Simone Wapler : Après la Grande dépression de 1929, la guerre économique avait consisté à dresser des barrières douanières, ce qui a gelé le commerce mondial et aggravé la crise. Nous "avons tiré les leçons de 1929", nous vantent nos grands planificateurs omniscients qui s’occupent de notre sort durant cette Grande récession entamée en 2008. Évidemment, cette politique de guerre des changes ne résoudra rien. Une dévaluation procure un avantage concurrentiel fugace qu’il faut mettre à profit rapidement, ce qui est faisable par des populations jeunes et une économie dynamique et souple. Mais si tout le monde fait la même chose en même temps, les monnaies sombrent toutes, plus ou moins rapidement. L’avantage temporaire s’évanouit. En revanche subsistent la déconsidération de l’élite, le mépris de la population bernée pour ses grands planificateurs omniscients, l’appauvrissement général…
Alors que les Américains n'hésitent pas à faire fonctionner la planche à billet, le Japon est prêt à diminuer le cours de sa monnaie pour gagner en compétitivité. Dans le même registre, la Chine est régulièrement accusée de maintenir volontairement sa monnaie sous-évaluée. Alors que le cours de l'euro s’accroît face aux autres devises, l'Europe est-elle la dernière zone économique à jouer fair play ? (Comment doit-elle se préparer face aux Etats-Unis, Japon, Chine... ?)

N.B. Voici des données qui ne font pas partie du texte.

//! Ownership challenges.
//!
//! A challenge is the string `address:issued_at:tag`. The ledger keeps no
//! record of the challenges it issued; the timestamp inside the message is
//! the only freshness control, and the signature binds it to the address.

use starchain_core::Address;

use crate::error::DenialReason;

/// Separator between challenge fields.
pub const CHALLENGE_DELIMITER: char = ':';

#[derive(Debug, Clone, PartialEq, Eq)]
pub struct Challenge {
    pub address: Address,
    /// Unix seconds at issue.
    pub issued_at: i64,
    pub tag: String,
}

impl Challenge {
    pub fn issue(address: &Address, issued_at: i64, tag: &str) -> Self {
        Self {
            address: address.clone(),
            issued_at,
            tag: tag.to_string(),
        }
    }

    /// Render the message the caller must sign.
    pub fn to_message(&self) -> String {
        format!(
            "{}{d}{}{d}{}",
            self.address,
            self.issued_at,
            self.tag,
            d = CHALLENGE_DELIMITER
        )
    }

    /// Parse a challenge message.
    ///
    /// The message must have exactly three fields and the second must be an
    /// integer timestamp.
    pub fn parse(message: &str) -> Result<Self, DenialReason> {
        let fields: Vec<&str> = message.split(CHALLENGE_DELIMITER).collect();
        let [address, issued_at, tag] = fields.as_slice() else {
            return Err(DenialReason::MalformedChallenge(format!(
                "expected 3 fields, found {}",
                fields.len()
            )));
        };

        let issued_at = issued_at.parse::<i64>().map_err(|_| {
            DenialReason::MalformedChallenge(format!("timestamp {:?} is not an integer", issued_at))
        })?;

        Ok(Self {
            address: Address::from(*address),
            issued_at,
            tag: tag.to_string(),
        })
    }

    /// Seconds between issue and `now`. Negative when issued in the future.
    pub fn elapsed(&self, now: i64) -> i64 {
        now.saturating_sub(self.issued_at)
    }

    /// Check the time window: `0 <= now - issued_at < window_secs`.
    pub fn check_fresh(&self, now: i64, window_secs: u64) -> Result<(), DenialReason> {
        let elapsed = self.elapsed(now);
        if elapsed < 0 {
            return Err(DenialReason::ChallengeFromFuture {
                issued_at: self.issued_at,
            });
        }
        if elapsed as u64 >= window_secs {
            return Err(DenialReason::ChallengeExpired {
                elapsed,
                window: window_secs,
            });
        }
        Ok(())
    }

    pub fn is_fresh(&self, now: i64, window_secs: u64) -> bool {
        self.check_fresh(now, window_secs).is_ok()
    }
}
use std::path::PathBuf;

use serde::Deserialize;

use crate::domain::PropertyKind;
use crate::domain::SessionId;

#[derive(Debug, Clone, Deserialize)]
pub struct OpenSessionParams {
    pub cwd: PathBuf,
}

#[derive(Debug, Clone, Deserialize)]
pub struct SessionParams {
    pub session_id: SessionId,
}

#[derive(Debug, Clone, Deserialize)]
pub struct RunCommandParams {
    pub session_id: SessionId,
    pub command_line: String,
    #[serde(default)]
    pub cwd: Option<PathBuf>,
}

#[derive(Debug, Clone, Deserialize)]
pub struct RunSequenceParams {
    pub session_id: SessionId,
    pub commands: Vec<String>,
    #[serde(default)]
    pub cwd: Option<PathBuf>,
}

/// `property_file` wins over the `<ext>.htpc|htpr` lookup in the
/// configured property directory.
#[derive(Debug, Clone, Deserialize)]
pub struct PropertyFileParams {
    pub session_id: SessionId,
    pub target: PathBuf,
    #[serde(default)]
    pub kind: PropertyKind,
    #[serde(default)]
    pub property_file: Option<PathBuf>,
}

#[derive(Debug, Clone, Deserialize)]
pub struct WriteStdinParams {
    pub session_id: SessionId,
    pub data: String,
}

#[derive(Debug, Clone, Deserialize)]
pub struct AutocompleteParams {
    pub session_id: SessionId,
    pub partial: String,
    #[serde(default)]
    pub cwd: Option<PathBuf>,
}

#[derive(Debug, Clone, Deserialize)]
pub struct DispatchParams {
    pub session_id: SessionId,
    pub line: String,
}

#[derive(Debug, Clone, Deserialize)]
pub struct KeyParams {
    pub session_id: SessionId,
    pub key: String,
}

#[derive(Debug, Clone, Deserialize)]
pub struct ChangeDirectoryParams {
    pub session_id: SessionId,
    pub path: PathBuf,
}

#[derive(Debug, Clone, Deserialize)]
pub struct ServerToggleParams {
    pub session_id: SessionId,
    pub root_path: PathBuf,
    #[serde(default)]
    pub port: Option<u16>,
    #[serde(default)]
    pub default_file: Option<String>,
}
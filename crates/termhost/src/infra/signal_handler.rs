//! Host signal handling.

use std::io;
use std::sync::Arc;
use std::thread;
use std::thread::JoinHandle;

use signal_hook::consts::SIGINT;
use signal_hook::consts::SIGTERM;
use signal_hook::iterator::Signals;
use tokio::sync::watch;
use tracing::info;

/// Flips `shutdown` to `true` on the first SIGINT or SIGTERM.
pub struct SignalHandler {
    _handle: JoinHandle<()>,
}

impl SignalHandler {
    pub fn setup(shutdown: Arc<watch::Sender<bool>>) -> io::Result<Self> {
        let mut signals = Signals::new([SIGINT, SIGTERM])?;

        let handle = thread::Builder::new()
            .name("signal-handler".to_string())
            .spawn(move || {
                if let Some(sig) = signals.forever().next() {
                    info!(signal = sig, "Received signal, shutting down");
                    shutdown.send_replace(true);
                }
            })?;

        Ok(Self { _handle: handle })
    }
}
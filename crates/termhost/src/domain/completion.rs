//! Client-side completion policy: which word to complete and what to do with
//! the candidate list the resolver returns.

/// The word immediately before the cursor, as located by
/// [`word_before_cursor`].
#[derive(Debug, Clone, PartialEq, Eq)]
pub struct CompletionWord {
    /// Byte offset in the line where the word starts.
    pub start: usize,
    /// The word with surrounding whitespace removed.
    pub partial: String,
}

/// What the line editor should do with a set of candidates.
#[derive(Debug, Clone, PartialEq, Eq)]
pub enum CompletionAction {
    /// Replace the word before the cursor with this text.
    Replace(String),
    /// Nothing can be inserted; show these display names instead.
    List(Vec<String>),
    /// No candidates.
    Nothing,
}

fn is_single_word(word: &str) -> bool {
    for quote in ['"', '\''] {
        let quoted = word
            .strip_prefix(quote)
            .and_then(|rest| rest.strip_suffix(quote))
            .is_some_and(|inner| !inner.contains(quote));
        if quoted {
            return true;
        }
    }
    !word.is_empty() && !word.contains('"') && !word.chars().any(char::is_whitespace)
}

/// Finds the word ending at the end of `before_cursor`, ignoring trailing
/// whitespace. A quoted string counts as a single word; an unterminated
/// double quote does not.
pub fn word_before_cursor(before_cursor: &str) -> Option<CompletionWord> {
    let trimmed = before_cursor.trim_end();
    trimmed
        .char_indices()
        .map(|(start, _)| start)
        .find(|&start| is_single_word(&trimmed[start..]))
        .map(|start| CompletionWord {
            start,
            partial: trimmed[start..].to_string(),
        })
}

pub fn longest_common_prefix<S: AsRef<str>>(candidates: &[S]) -> String {
    let Some((first, rest)) = candidates.split_first() else {
        return String::new();
    };
    let mut prefix_len = first.as_ref().len();
    for candidate in rest {
        prefix_len = first
            .as_ref()
            .char_indices()
            .zip(candidate.as_ref().chars())
            .take_while(|((_, a), b)| a == b)
            .map(|((index, a), _)| index + a.len_utf8())
            .last()
            .unwrap_or(0)
            .min(prefix_len);
    }
    first.as_ref()[..prefix_len].to_string()
}

/// The last path segment of a candidate with quotes removed. Directory
/// candidates keep their trailing separator so they stay recognisable.
pub fn display_name(candidate: &str) -> String {
    let unquoted = candidate.replace('"', "");
    let is_dir = unquoted.ends_with(['/', '\\']);
    let trimmed = unquoted.trim_end_matches(['/', '\\']);
    let name = trimmed.rsplit(['/', '\\']).next().unwrap_or(trimmed);
    if is_dir {
        let separator = &unquoted[unquoted.len() - 1..];
        format!("{name}{separator}")
    } else {
        name.to_string()
    }
}

/// One candidate is inserted whole. Several candidates insert their longest
/// common prefix when it extends the typed word, otherwise they are listed.
pub fn apply_completions(partial: &str, candidates: &[String]) -> CompletionAction {
    match candidates {
        [] => CompletionAction::Nothing,
        [only] => CompletionAction::Replace(only.clone()),
        _ => {
            let prefix = longest_common_prefix(candidates);
            if prefix.chars().count() > partial.chars().count() {
                CompletionAction::Replace(prefix)
            } else {
                CompletionAction::List(candidates.iter().map(|c| display_name(c)).collect())
            }
        }
    }
}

Simone Wapler : Je n’appartiens pas à la caste des grands planificateurs omniscients. Je n’ai donc aucune idée sur ce que devraient faire des pays et encore moins des continents ! Je constate simplement que cette élite dirigeante échoue. Je ne vois pas en quoi créer de la fausse monnaie et en inonder le monde peut améliorer la vie des citoyens. On ne trouve aucune trace dans l’Histoire qui puisse justifier cette politique. En revanche, en tant que citoyen, nous devons nous préparer à ce que ce type d’expérience se termine mal car, dans ce sens, l’Histoire est riche d’enseignements. Le cimetière des "monnaies adossées à rien"
est très vaste et on dénombre pas moins de trente pierres tombales du XXème siècle. L’hyperinflation est une maladie génétique mortelle des monnaies fiduciaires. La Chine vient de battre tous ses records d’importation d’or depuis Hong-Kong. On se demande bien pourquoi…
Nicolas Goetzmann : Au contraire, la zone Euro n’a toujours pas compris qu’elle est dans l’erreur. Comment voulez-vous faire comprendre à un américain qu’il ne doit pas agir sur sa monnaie alors que leur taux d’inflation est plus faible et que leur chômage est 4 points plus bas que le nôtre ? C’est L’Europe qui fait la guerre ici, elle entraine tout le monde vers le bas et accuse le premier qui essaye de s’en sortir de ne pas être fair play.
C’est une course de voiture, l’Europe enclenche son frein à main et trouve que les autres concurrents ne sont pas fair play ? La comparaison est aussi absurde que la situation. L’Euro n’est pas surévalué, il traduit simplement la politique de rigueur menée par la BCE.